With its fable-like tone, understated narration, subtle-yet-subversive sense of humour, and gorgeous, retro-ish illustrations, Forsythe’s book is reminiscent of the work of Arnold Lobel (Frog and Toad). This is undeniably a story about letting kids run a little wild with their obsessions, as well as about the sheer joy of collective music-making. The moral of Pokko and the Drum is not that grown-ups are dumb and allergic to fun; rather, that they sometimes need a bit of convincing. And the book acknowledges that, yes, those childhood passions can be a little irritating in the moment. Forsythe makes a strong narrative choice by having the parents, and their reactions to Pokko’s playing, be as much the focus of the story as Pokko herself.
The Montreal illustrator and animator, who has worked on TV’s Adventure Time, renders this genteel animal world in muted, autumnal colours. His characters are mostly poker-faced, allowing small characterizations to stand out: the father’s bulge-eyed expression when he hears the approaching parade is priceless.

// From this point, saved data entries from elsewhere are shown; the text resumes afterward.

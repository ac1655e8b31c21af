use std::path::Path;

use serde::Deserialize;
use serde::Serialize;

/// Which storage backend to connect.
#[derive(Debug, Clone, Copy, PartialEq, Eq, Serialize, Deserialize)]
#[serde(rename_all = "lowercase")]
pub enum StorageBackend {
    Sqlite,
    Postgres,
}

#[derive(Debug, Clone, Serialize, Deserialize)]
pub struct DatabaseConfig {
    pub backend: StorageBackend,
    pub url: String,
    pub max_connections: u32,
    pub min_connections: u32,
    pub connection_timeout: u64,
}

#[derive(Debug, Clone, Serialize, Deserialize)]
pub struct LoggingConfig {
    pub level: String,
    pub backtrace: bool,
}

#[derive(Debug, Clone, Serialize, Deserialize)]
pub struct LlmConfig {
    pub endpoint: String,
    pub api_key: String,
    #[serde(default = "default_chat_model")]
    pub chat_model: String,
    #[serde(default = "default_request_timeout")]
    pub request_timeout_secs: u64,
    #[serde(default = "default_retry_backoff")]
    pub retry_backoff_secs: u64,
}

fn default_chat_model() -> String {
    "deepseek-chat".to_string()
}

fn default_request_timeout() -> u64 {
    60
}

fn default_retry_backoff() -> u64 {
    60
}

#[derive(Debug, Clone, Serialize, Deserialize)]
pub struct EmbeddingsConfig {
    pub model: String,
    pub dimension: usize,
    /// Separate embeddings endpoint; falls back to the LLM endpoint when empty.
    #[serde(default)]
    pub endpoint: String,
}

#[derive(Debug, Clone, Serialize, Deserialize)]
pub struct RetentionConfig {
    /// Articles scraped strictly more than this many days ago are pruned.
    pub days: i64,
}

impl Default for RetentionConfig {
    fn default() -> Self {
        Self { days: 7 }
    }
}

#[derive(Debug, Clone, Serialize, Deserialize)]
pub struct AppConfig {
    pub database: DatabaseConfig,
    pub logging: LoggingConfig,
    pub llm: LlmConfig,
    pub embeddings: EmbeddingsConfig,
    #[serde(default)]
    pub retention: RetentionConfig,
}

impl AppConfig {
    /// Load configuration from a TOML file
    pub fn from_file<P: AsRef<Path>>(path: P) -> crate::Result<Self> {
        let content = std::fs::read_to_string(path)?;
        let config: AppConfig = toml::from_str(&content)?;
        Ok(config)
    }

    /// Load configuration from default config file path
    pub fn load() -> crate::Result<Self> {
        // Try to load from config.toml first, then fall back to config.example.toml
        if Path::new("config.toml").exists() {
            Self::from_file("config.toml")
        } else if Path::new("config.example.toml").exists() {
            eprintln!(
                "Warning: Using config.example.toml. Please create config.toml for production use."
            );
            Self::from_file("config.example.toml")
        } else {
            Err(crate::NewsRagError::Io(std::io::Error::new(
                std::io::ErrorKind::NotFound,
                "No config file found. Please create config.toml or config.example.toml",
            )))
        }
    }

    /// Get storage backend kind
    pub fn storage_backend(&self) -> StorageBackend {
        self.database.backend
    }

    /// Get database URL
    pub fn database_url(&self) -> &str {
        &self.database.url
    }

    /// Get max connections for database pool
    pub fn max_connections(&self) -> u32 {
        self.database.max_connections
    }

    /// Get min connections for database pool
    pub fn min_connections(&self) -> u32 {
        self.database.min_connections
    }

    /// Get connection timeout in seconds
    pub fn connection_timeout(&self) -> u64 {
        self.database.connection_timeout
    }

    /// Get LLM endpoint
    pub fn llm_endpoint(&self) -> &str {
        &self.llm.endpoint
    }

    /// Get LLM API key
    pub fn llm_api_key(&self) -> &str {
        &self.llm.api_key
    }

    /// Get chat model name
    pub fn chat_model(&self) -> &str {
        &self.llm.chat_model
    }

    /// Get per-request timeout for collaborator calls, in seconds
    pub fn request_timeout_secs(&self) -> u64 {
        self.llm.request_timeout_secs
    }

    /// Get fixed backoff before the single transient retry, in seconds
    pub fn retry_backoff_secs(&self) -> u64 {
        self.llm.retry_backoff_secs
    }

    /// Get embedding model name
    pub fn embedding_model(&self) -> &str {
        &self.embeddings.model
    }

    /// Get embedding dimension
    pub fn embedding_dimension(&self) -> usize {
        self.embeddings.dimension
    }

    /// Get embeddings endpoint, falling back to the LLM endpoint
    pub fn embeddings_endpoint(&self) -> &str {
        if self.embeddings.endpoint.is_empty() {
            &self.llm.endpoint
        } else {
            &self.embeddings.endpoint
        }
    }

    /// Get article retention window in days
    pub fn retention_days(&self) -> i64 {
        self.retention.days
    }
}

impl Default for AppConfig {
    fn default() -> Self {
        Self {
            database: DatabaseConfig {
                backend: StorageBackend::Sqlite,
                url: "sqlite:news.db".to_string(),
                max_connections: 20,
                min_connections: 5,
                connection_timeout: 30,
            },
            logging: LoggingConfig {
                level: "info".to_string(),
                backtrace: true,
            },
            llm: LlmConfig {
                endpoint: "https://api.deepseek.com".to_string(),
                api_key: String::new(),
                chat_model: default_chat_model(),
                request_timeout_secs: default_request_timeout(),
                retry_backoff_secs: default_retry_backoff(),
            },
            embeddings: EmbeddingsConfig {
                model: "text-embedding-ada-002".to_string(),
                dimension: 1536,
                endpoint: String::new(),
            },
            retention: RetentionConfig::default(),
        }
    }
}

#[cfg(test)]
mod tests {
    use super::*;

    #[test]
    fn parse_minimal_config() {
        let toml_str = r#"
            [database]
            backend = "postgres"
            url = "postgresql://localhost/news"
            max_connections = 10
            min_connections = 2
            connection_timeout = 15

            [logging]
            level = "debug"
            backtrace = false

            [llm]
            endpoint = "https://api.deepseek.com"
            api_key = "sk-test"

            [embeddings]
            model = "text-embedding-ada-002"
            dimension = 1536
        "#;
        let config: AppConfig = toml::from_str(toml_str).unwrap();
        assert_eq!(config.storage_backend(), StorageBackend::Postgres);
        assert_eq!(config.chat_model(), "deepseek-chat");
        assert_eq!(config.retry_backoff_secs(), 60);
        assert_eq!(config.retention_days(), 7);
        assert_eq!(config.embeddings_endpoint(), "https://api.deepseek.com");
    }

    #[test]
    fn default_config_is_sqlite() {
        let config = AppConfig::default();
        assert_eq!(config.storage_backend(), StorageBackend::Sqlite);
        assert_eq!(config.embedding_dimension(), 1536);
    }
}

Although Pokko is ultimately triumphant, there are some bumps along the way, most significantly when a music-loving wolf eats the trumpet-playing rabbit marching ahead of him. (Pokko makes him apologize, and he is allowed to stay.) The story’s hilariously understated approach to that moment of horror is akin to Jon Klassen’s similarly excellent I Want My Hat Back, which also uses animal homicide as a punchline. As with the Klassen book, Pokko and the Drum has the feel of an instant classic, the kind of book you can easily convince yourself has been around forever, spreading joy.